Meus avós se mudaram para a Barra no finalzinho dos anos 1970. Quase nada havia por lá. Um dos lugares que íamos era uma cantina italiana, que era refinada para a época, com sua aparência simples, que misturava paredes de tijolinho aparente, garrafas de Chianti com cestinha de palha, quando com fotos da Itália dessas divulgadas por escritórios de turismo e, se não me falha a memória, toalhas quadriculadas sobre a mesa. Era a Tarantella, e ficava no início da Praia da Barra, perto de um famoso restaurante da época, o Farol da Barra, que tinha uma feiosa réplica do monumento baiano.

Comecei ali na Tarantella a achar a cozinha italiana a melhor entre todas, logo com meus cinco ou seis anos, quando também fui me encantando pela gastronomia árabe (foi o que me levou a escrever sobre o Amir e o Baalbeck, além do Basha, recentemente neste site).

E mais: Baalbeck, o árabe da Galeria Menescal: emoções eu vivi!

Lembro das travessas de barro fumegantes que traziam massas borbulhando, com uns tostadinhos do gratinado. Eu apreciava lasanha verde, que pedíamos muito em restaurantes como o Garden, em Ipanema, que fechou na pandemia, e no Rio Nápoles, na General Osório. E também uma massa à puttanesca, cujo nome despertava a minha curiosidade pelo sufixo que vem do meretrício (o molho teria nascido entre as prostitutas de Nápoles).

O que eu lembro é que eu, e toda a família, gostava de ir lá, ver os garçons, mais engomados que a média, e comer massas.
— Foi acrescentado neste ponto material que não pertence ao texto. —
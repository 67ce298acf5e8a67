// Copyright (c) 2025 R3BL LLC. Licensed under Apache License, Version 2.0.

use serde::{Deserialize, Serialize};
use strum_macros::{Display, EnumString};

use crate::{BufferSnapshot, RingBufferHeap};

pub const UNDO_HISTORY_CAPACITY: usize = 100;

/// When consecutive typed chars share one undo frame.
#[derive(Clone, Copy, Debug, Default, PartialEq, Eq, Display, EnumString, Serialize, Deserialize)]
#[strum(serialize_all = "kebab-case")]
#[serde(rename_all = "kebab-case")]
pub enum UndoCoalescing {
    /// Every widget gets its own frame.
    Never,
    /// A run of self-inserts is undone as one.
    #[default]
    InsertRuns,
    /// Like [`UndoCoalescing::InsertRuns`], but typing a blank closes the frame, so
    /// each word is undone separately.
    Words,
}

/// Pre-mutation snapshots (oldest dropped once [`UNDO_HISTORY_CAPACITY`] is reached)
/// and the redo stack they feed.
#[derive(Clone, Debug, Default, PartialEq, Eq)]
pub struct UndoHistory {
    undo: RingBufferHeap<BufferSnapshot, UNDO_HISTORY_CAPACITY>,
    redo: Vec<BufferSnapshot>,
    pub coalescing: UndoCoalescing,
    /// The newest frame belongs to a run of inserts that may still grow.
    insert_run_open: bool,
}

impl UndoHistory {
    #[must_use]
    pub fn new(coalescing: UndoCoalescing) -> Self {
        Self {
            coalescing,
            ..Default::default()
        }
    }

    /// Push the state from before a mutating widget. Anything that was undone can no
    /// longer be redone.
    pub fn record(&mut self, before: BufferSnapshot) {
        self.undo.add(before);
        self.redo.clear();
        self.insert_run_open = false;
    }

    /// Like [`Self::record`], for a self-insert of `inserted`. Joins the open insert
    /// run if the coalescing policy allows it.
    pub fn record_insert(&mut self, before: BufferSnapshot, inserted: Option<char>) {
        let joins = self.insert_run_open && self.coalescing != UndoCoalescing::Never;
        if !joins {
            self.record(before);
        }
        self.redo.clear();
        self.insert_run_open = match self.coalescing {
            UndoCoalescing::Never => false,
            UndoCoalescing::InsertRuns => true,
            UndoCoalescing::Words => !inserted.is_some_and(char::is_whitespace),
        };
    }

    /// Close the open insert run, so the next insert starts a new frame.
    pub fn split(&mut self) { self.insert_run_open = false; }

    /// Step back. `current` is kept for [`Self::redo`]. Returns the state to restore.
    pub fn undo(&mut self, current: BufferSnapshot) -> Option<BufferSnapshot> {
        let previous = self.undo.remove_head()?;
        self.redo.push(current);
        self.insert_run_open = false;
        Some(previous)
    }

    /// Step forward again after [`Self::undo`].
    pub fn redo(&mut self, current: BufferSnapshot) -> Option<BufferSnapshot> {
        let next = self.redo.pop()?;
        self.undo.add(current);
        self.insert_run_open = false;
        Some(next)
    }

    #[must_use]
    pub fn can_undo(&self) -> bool { !self.undo.is_empty() }

    #[must_use]
    pub fn can_redo(&self) -> bool { !self.redo.is_empty() }

    #[must_use]
    pub fn len(&self) -> usize { self.undo.len() }

    #[must_use]
    pub fn is_empty(&self) -> bool { self.undo.is_empty() }

    pub fn clear(&mut self) {
        self.undo.clear();
        self.redo.clear();
        self.insert_run_open = false;
    }
}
Daí que desde que o Ettore abriu as portas com a sua rotisseria no mesmo Condado de Cascais onde está hoje, a gente passou também a comprar massas e molhos prontos, para apenas finalizarmos em casa, geralmente no forno. Era dos mesmos donos da Tarantella, e tinha uma boa qualidade, com preços atraentes, eu me recordo dos comentários dos familiares.

Faço muito isso: revisitar lugares que frequento há tempos, como manutenção da memória afetiva. Já lembrei dos libaneses de Copacabana, mas tem também a Dona Irene, em Teresópolis, e o BB Sucos, em Ipanema, com o seu sanduíche de filé com queijo Palmira (para ler, clique nos links).

Há cerca de duas semanas resolvi enfim ir comer lá no Ettore, algo que só havia feito uma vez na vida, apesar de minha grande curiosidade a respeito do lugar.

Tinha uma garrafa de vinho na mochila, e perguntei o preço da rolha. Para a primeira garrafa, não cobram. Pedi para abrirem o meu Cabernet Sauvignon da Família Brito, cuja história eu já tratei aqui (neste link).

Mas já tinha certeza do meu pedido, e escolhi este vinho porque imaginei ser adequado ao prato: A lasanha Ettore, de massa verde com presunto, muçarela, ricota e molho de pomodoro e linguiça. O sabor é pura afetividade, para mim. O molho é ralo, e lisinho, alaranjado pela emulsão do azeite com o tomate, tipo o que se fazia antigamente, batendo tudo no liquidificador. A ricota dá mais leveza que o béchamel que muitos usam. A muçarela derrete, o parmesão gratina tostando levemente a superfície. O molho tem sabor ancestral, me lembra da infância, de verdade. A massa verde tem o tom de outrora, e o perfume é de cozinha de cantina, trazendo o cheio de coisas que assam no forno. Aroma de comida de casa, de restaurantes clássicos, de outros tempos vividos e tão vívidos na memória. Porque comer é uma maneira de lembrar.

 

SERVIÇO
Ettore Cucina Italiana: Condado de Cascais, Avenida Armando Lombardi 800, lojas C, D e E, Barra da Tijuca. Tel.: 2493-5611. Instagram: @ettorecucinaitaliana www.ettore.com.br

6 commentários
  1. Olá Bruno. Me identifiquei com esse texto. Comecei a frequentar a Tarantella jß adolescente. Logo virei fã. Era a melhor pizza do Rio. A calabresa vinha de SP. Não era essa porcaria da Perdigão que tem por aí. E sem muçarela, o que é o certo. A partir de 1979 comprei meu primeiro carro e nunca mais saí de lá. Comi quase todo o cardápio. Anos depois vim a saber que o dono Ettore Siniscalchi havia sido dono da Cantina Sorrento no Leme. Anos depois o filho de Ettore abriu o Ettore no Condado de Cascais. Fui bastante, mas nunca chegou ao nível da Tarantella. Deixei de ir e continuei frequentando a Tarantella. O Ettore abriu no final do Leblon mas também não me empolgou.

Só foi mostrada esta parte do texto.